There is a popular phrase from my grandmother that to know a “good” family, you observe the “appearance” and manners of children as parents acts may be deceiving. She observed that in many cases, you will meet smartly dressed, sometimes fluent and well behaved parents. However, if you are to conclude if they make a great family, my grandmother reasoned that you have to visit them at home, observe the manners of the young ones.

So how is this relevant to dairy farming?

Good calf rearing practices falls short in most dairy farms in Kenya. While calves are the future of a dairy farm, most farmers put emphasis in the milking herd, since they are the productive group in the farm. Milking cows will always therefore get the best quality fodder and concentrates to produce as much milk as possible. Calves only become relevant when they have grown into heifers and are ready to be inseminated.

Two years ago, Moses Yagan, a farmer from Baringo County in Koibatek Sub County was an example of such a farm. Moses’s focus was on his milking cows too much that he sometimes forgot that his calves existed. The result is the calves’ growth rate was much low that they were served at an average of 3 years. The calves suckled directly from the mothers after milking which meant he could not tell how much milk, if any the calf consumed. His calves did not have pens meaning they spent the night outside leading to a mortality rate of up to 80%.

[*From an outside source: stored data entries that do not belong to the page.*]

//! Share client traits and implementations.
//!
//! A [`ShareClient`] knows *where* a share lives and how to open a session to
//! it. A [`ShareSession`] is one open connection: folders are listed and files
//! are streamed through it, and it is closed again when the caller is done.
//! Callers open one session per top-level operation; nothing here pools
//! connections.

#[cfg(any(test, feature = "mock"))]
mod mock;
mod mounted;
mod timeout;

#[cfg(any(test, feature = "mock"))]
pub use self::mock::{Fault, MockShare, MockStats};
pub use self::mounted::MountedShare;
pub use self::timeout::TimeoutShare;
use crate::error::Result;
use crate::models::ShareEntry;
use async_trait::async_trait;
use futures::{Stream, TryStreamExt};
use std::path::Path;
use std::pin::Pin;

/// Chunked contents of a remote file.
pub type ByteStream<'a> = Pin<Box<dyn Stream<Item = Result<Vec<u8>>> + Send + 'a>>;
/// An open session, as handed out by [`ShareClient::connect`].
pub type SessionHandle = Box<dyn ShareSession>;

/// Access to one remote share.
///
/// # Examples
///
/// ```no_run
/// use gallery_share::{ShareClient, error::Result};
/// use std::path::Path;
///
/// async fn count_entries(client: &dyn ShareClient) -> Result<usize> {
///     let session = client.connect().await?;
///     let listing = session.list(Path::new("PHOTO")).await;
///     session.close().await;
///     Ok(listing?.len())
/// }
/// ```
#[async_trait]
pub trait ShareClient: Send + Sync {
    /// Name of the configured share (used for logging only).
    fn name(&self) -> &str;

    /// Open a new session to the share.
    ///
    /// Returns [`Connect`](crate::error::ErrorKind::Connect) when the share
    /// cannot be reached.
    async fn connect(&self) -> Result<SessionHandle>;
}

/// One open connection to a share.
///
/// All paths are relative to the share root and are validated with
/// [`normalize_path`](crate::normalize_path) (folders) or
/// [`validate_path`](crate::validate_path) (files) by implementations.
#[async_trait]
pub trait ShareSession: Send + Sync {
    /// List the immediate entries of a folder, in the order the share reports
    /// them. The empty path lists the share root.
    ///
    /// # Notes
    /// - Returns [`NotFound`](crate::error::ErrorKind::NotFound) for a
    ///   missing folder and [`NotADirectory`](crate::error::ErrorKind::NotADirectory)
    ///   when the path names a file.
    async fn list(&self, path: &Path) -> Result<Vec<ShareEntry>>;

    /// Open a file for streaming reads.
    ///
    /// The setup (opening the remote file) happens before returning; the
    /// returned stream yields the contents in chunks and borrows the session.
    async fn open<'a>(&'a self, path: &'a Path) -> Result<ByteStream<'a>>;

    /// Read a whole file into memory.
    ///
    /// Default implementation of this method is to collect all the chunks
    /// from [`open()`](Self::open) into a single [`Vec`] before returning.
    async fn read(&self, path: &Path) -> Result<Vec<u8>> {
        let chunks: Vec<Vec<u8>> = self.open(path).await?.try_collect().await?;
        Ok(chunks.concat())
    }

    /// Close the session. Operations after closing fail with
    /// [`Disconnected`](crate::error::ErrorKind::Disconnected).
    ///
    /// Closing is best-effort and never fails; implementations must also
    /// release their resources when dropped without being closed.
    async fn close(&self);
}
//! SQLite snapshot store.

use crate::Database;
use crate::error::{ErrorKind, Result};
use crate::models::{CatalogSnapshot, FolderDescriptor, SnapshotKey};
use crate::store::SnapshotStore;
use async_trait::async_trait;
use exn::ResultExt;
use sqlx::SqlitePool;
use time::OffsetDateTime;

#[derive(sqlx::FromRow)]
struct SnapshotRow {
    id: i64,
    base_path: String,
    max_depth: i64,
    created_at: i64,
}

#[derive(sqlx::FromRow)]
struct FolderRow {
    path: String,
    image_count: i64,
}
impl TryFrom<FolderRow> for FolderDescriptor {
    type Error = crate::error::Error;
    fn try_from(row: FolderRow) -> Result<Self> {
        Ok(Self {
            path: row.path,
            image_count: u64::try_from(row.image_count).or_raise(|| ErrorKind::InvalidData("image count"))?,
        })
    }
}

/// Snapshot store backed by the SQLite cache database.
///
/// Creation times are stored as Unix timestamps, so they come back without
/// their sub-second part.
#[derive(Debug, Clone)]
pub struct SqliteStore {
    pool: SqlitePool,
}
impl From<&Database> for SqliteStore {
    fn from(db: &Database) -> Self {
        Self { pool: db.pool().clone() }
    }
}
impl SqliteStore {
    pub fn new(pool: SqlitePool) -> Self {
        Self { pool }
    }

    fn bind_depth(key: &SnapshotKey) -> i64 {
        i64::from(key.max_depth)
    }
}

#[async_trait]
impl SnapshotStore for SqliteStore {
    fn name(&self) -> &str {
        "sqlite"
    }

    async fn get(&self, key: &SnapshotKey) -> Result<Option<CatalogSnapshot>> {
        let row: Option<SnapshotRow> = sqlx::query_as(include_str!("../../queries/get_snapshot.sql"))
            .bind(&key.base_path)
            .bind(Self::bind_depth(key))
            .fetch_optional(&self.pool)
            .await
            .or_raise(|| ErrorKind::Database)?;
        let Some(row) = row else {
            return Ok(None);
        };
        let folders: Vec<FolderRow> = sqlx::query_as(include_str!("../../queries/get_snapshot_folders.sql"))
            .bind(row.id)
            .fetch_all(&self.pool)
            .await
            .or_raise(|| ErrorKind::Database)?;
        Ok(Some(CatalogSnapshot {
            key: SnapshotKey {
                base_path: row.base_path,
                max_depth: u32::try_from(row.max_depth).or_raise(|| ErrorKind::InvalidData("max depth"))?,
            },
            created_at: OffsetDateTime::from_unix_timestamp(row.created_at)
                .or_raise(|| ErrorKind::InvalidData("creation date"))?,
            folders: folders.into_iter().map(FolderDescriptor::try_from).collect::<Result<_>>()?,
        }))
    }

    async fn put(&self, snapshot: &CatalogSnapshot) -> Result<()> {
        let mut tx = self.pool.begin().await.or_raise(|| ErrorKind::Database)?;
        sqlx::query(include_str!("../../queries/delete_snapshot.sql"))
            .bind(&snapshot.key.base_path)
            .bind(Self::bind_depth(&snapshot.key))
            .execute(&mut *tx)
            .await
            .or_raise(|| ErrorKind::Database)?;
        let (id,): (i64,) = sqlx::query_as(include_str!("../../queries/insert_snapshot.sql"))
            .bind(&snapshot.key.base_path)
            .bind(Self::bind_depth(&snapshot.key))
            .bind(snapshot.created_at.unix_timestamp())
            .fetch_one(&mut *tx)
            .await
            .or_raise(|| ErrorKind::Database)?;
        for (position, folder) in snapshot.folders.iter().enumerate() {
            sqlx::query(include_str!("../../queries/insert_snapshot_folder.sql"))
                .bind(id)
                .bind(i64::try_from(position).or_raise(|| ErrorKind::InvalidData("folder position"))?)
                .bind(&folder.path)
                .bind(i64::try_from(folder.image_count).or_raise(|| ErrorKind::InvalidData("image count"))?)
                .execute(&mut *tx)
                .await
                .or_raise(|| ErrorKind::Database)?;
        }
        tx.commit().await.or_raise(|| ErrorKind::Database)?;
        Ok(())
    }

    async fn invalidate(&self, key: &SnapshotKey) -> Result<bool> {
        let result = sqlx::query(include_str!("../../queries/delete_snapshot.sql"))
            .bind(&key.base_path)
            .bind(Self::bind_depth(key))
            .execute(&self.pool)
            .await
            .or_raise(|| ErrorKind::Database)?;
        Ok(result.rows_affected() > 0)
    }

    async fn clear(&self) -> Result<u64> {
        let result = sqlx::query(include_str!("../../queries/clear_snapshots.sql"))
            .execute(&self.pool)
            .await
            .or_raise(|| ErrorKind::Database)?;
        Ok(result.rows_affected())
    }
}

#[cfg(test)]
mod tests {
    use super::*;

    async fn store() -> SqliteStore {
        SqliteStore::from(&Database::connect_in_memory().await.unwrap())
    }

    fn snapshot(base_path: &str, max_depth: u32, folders: &[(&str, u64)]) -> CatalogSnapshot {
        let folders = folders.iter().map(|(path, count)| FolderDescriptor::new(*path, *count)).collect();
        CatalogSnapshot::new(SnapshotKey::new(base_path, max_depth), folders)
    }

    #[tokio::test]
    async fn test_put_then_get_preserves_order() {
        let store = store().await;
        // Deliberately not in alphabetical order.
        let snapshot = snapshot("", 1, &[("b", 1), ("b/z", 0), ("b/a", 4), ("a", 2)]);
        store.put(&snapshot).await.unwrap();
        let stored = store.get(&snapshot.key).await.unwrap().unwrap();
        assert_eq!(stored.key, snapshot.key);
        assert_eq!(stored.folders, snapshot.folders);
        // Converting to a Unix timestamp (measured in seconds) inherently strips the nanoseconds component.
        assert_eq!(stored.created_at, snapshot.created_at.replace_nanosecond(0).unwrap());
    }

    #[tokio::test]
    async fn test_get_is_keyed() {
        let store = store().await;
        store.put(&snapshot("", 0, &[("2023", 1)])).await.unwrap();
        assert!(store.get(&SnapshotKey::new("", 1)).await.unwrap().is_none());
        assert!(store.get(&SnapshotKey::new("2023", 0)).await.unwrap().is_none());
        assert!(store.get(&SnapshotKey::new("/", 0)).await.unwrap().is_some());
    }

    #[tokio::test]
    async fn test_put_replaces_previous_snapshot() {
        let store = store().await;
        store.put(&snapshot("", 0, &[("2023", 1), ("2024", 2)])).await.unwrap();
        store.put(&snapshot("", 0, &[("2025", 3)])).await.unwrap();
        let stored = store.get(&SnapshotKey::new("", 0)).await.unwrap().unwrap();
        assert_eq!(stored.folders, vec![FolderDescriptor::new("2025", 3)]);
    }

    #[tokio::test]
    async fn test_empty_snapshot_is_a_hit() {
        let store = store().await;
        store.put(&snapshot("", 0, &[])).await.unwrap();
        let stored = store.get(&SnapshotKey::new("", 0)).await.unwrap().unwrap();
        assert!(stored.folders.is_empty());
    }

    #[tokio::test]
    async fn test_invalidate_and_clear() {
        let store = store().await;
        store.put(&snapshot("", 0, &[("a", 1)])).await.unwrap();
        store.put(&snapshot("", 1, &[("a", 1)])).await.unwrap();
        store.put(&snapshot("a", 0, &[])).await.unwrap();
        assert!(store.invalidate(&SnapshotKey::new("", 0)).await.unwrap());
        assert!(!store.invalidate(&SnapshotKey::new("", 0)).await.unwrap());
        assert_eq!(store.clear().await.unwrap(), 2);
        assert!(store.get(&SnapshotKey::new("", 1)).await.unwrap().is_none());
        let (orphans,): (i64,) =
            sqlx::query_as("SELECT COUNT(*) FROM snapshot_folders").fetch_one(&store.pool).await.unwrap();
        assert_eq!(orphans, 0);
    }
}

So what was the impact of this on his farm?

  • Serving calves at 3 years instead of the recommended 15 months means Moses lost more than one year of milk. With an average production of 15 liters a day, Moses lost 5400 liters a year which translates to Ksh. 243,000 {He sells his milk at Ksh. 45 a liter.}
  • The cost of feeding the cow, health care etc. for one year still remains constant, for a cow that is not in production.
  • Moses is not in a position to raise enough replacement stock. This means, at some point instead of getting income from sale of heifers, he is forced to buy.

When Moses realized where his challenges were he began turning his farm around. In July 2015 he built a separated calf pen for the calves, which reduced deaths as a result of poor hygiene and pneumonia. Immediately the calf was born, they were separated to their new house. Moses then ensured the calf was fed on colostrum the first three days, which was followed by four litres of milk. He also put in fresh fodder, introduced calf pellets and ensured hygiene of both the equipment and the pen was kept to the highest standards. The calves were weighed every week to monitor if they attained the 600grams growth rate a day.


Moses has now achieved proper growth rate and all his heifers are ready for service at 15 months weighing 380kgs. Moses is expecting his heifer which was born two years ago to deliver its first calf in August approximately two years after it was born. All the other heifers are now properly taken care of, Moses plans is to start selling extra heifers between Ksh 60,000 – 100,000 depending on age and stage of lactation.

Moses story is a testament that by focusing on calves, a farm makes more money by saving, improves their genetics and has more flexibility to sell extra heifers or expand their herd at no extra cost. Every adult cow was once a calf so good care from day one is important. If you manage the dry cow properly, closely monitor the calving process, and take good care of your calf by proper feeding, housing, maintaining hygiene, you will have a mature cow soon enough that produce a lot of milk. That’s what a good dairy farmer aims for.